What this task involves> Could you copy out every line of the data where the word "display" occurs?

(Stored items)
►

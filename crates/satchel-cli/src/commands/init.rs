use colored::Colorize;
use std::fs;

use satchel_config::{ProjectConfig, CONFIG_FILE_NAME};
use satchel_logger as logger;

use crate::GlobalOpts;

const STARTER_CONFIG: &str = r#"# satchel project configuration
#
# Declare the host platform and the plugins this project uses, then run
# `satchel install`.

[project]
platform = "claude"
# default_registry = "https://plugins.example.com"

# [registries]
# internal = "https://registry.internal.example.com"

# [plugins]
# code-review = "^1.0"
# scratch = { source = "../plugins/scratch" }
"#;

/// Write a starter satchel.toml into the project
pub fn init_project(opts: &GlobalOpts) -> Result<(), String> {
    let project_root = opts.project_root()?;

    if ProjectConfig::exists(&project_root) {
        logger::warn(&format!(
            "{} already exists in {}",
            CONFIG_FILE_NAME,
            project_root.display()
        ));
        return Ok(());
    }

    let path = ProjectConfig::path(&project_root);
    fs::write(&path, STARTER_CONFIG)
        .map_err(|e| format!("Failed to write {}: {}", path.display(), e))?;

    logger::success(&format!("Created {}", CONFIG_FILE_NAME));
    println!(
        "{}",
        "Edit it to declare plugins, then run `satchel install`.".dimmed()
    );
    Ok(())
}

◄

Finished exercise>
            project_root.display()
        .map_err(|e| format!("Failed to write {}: {}", path.display(), e))?;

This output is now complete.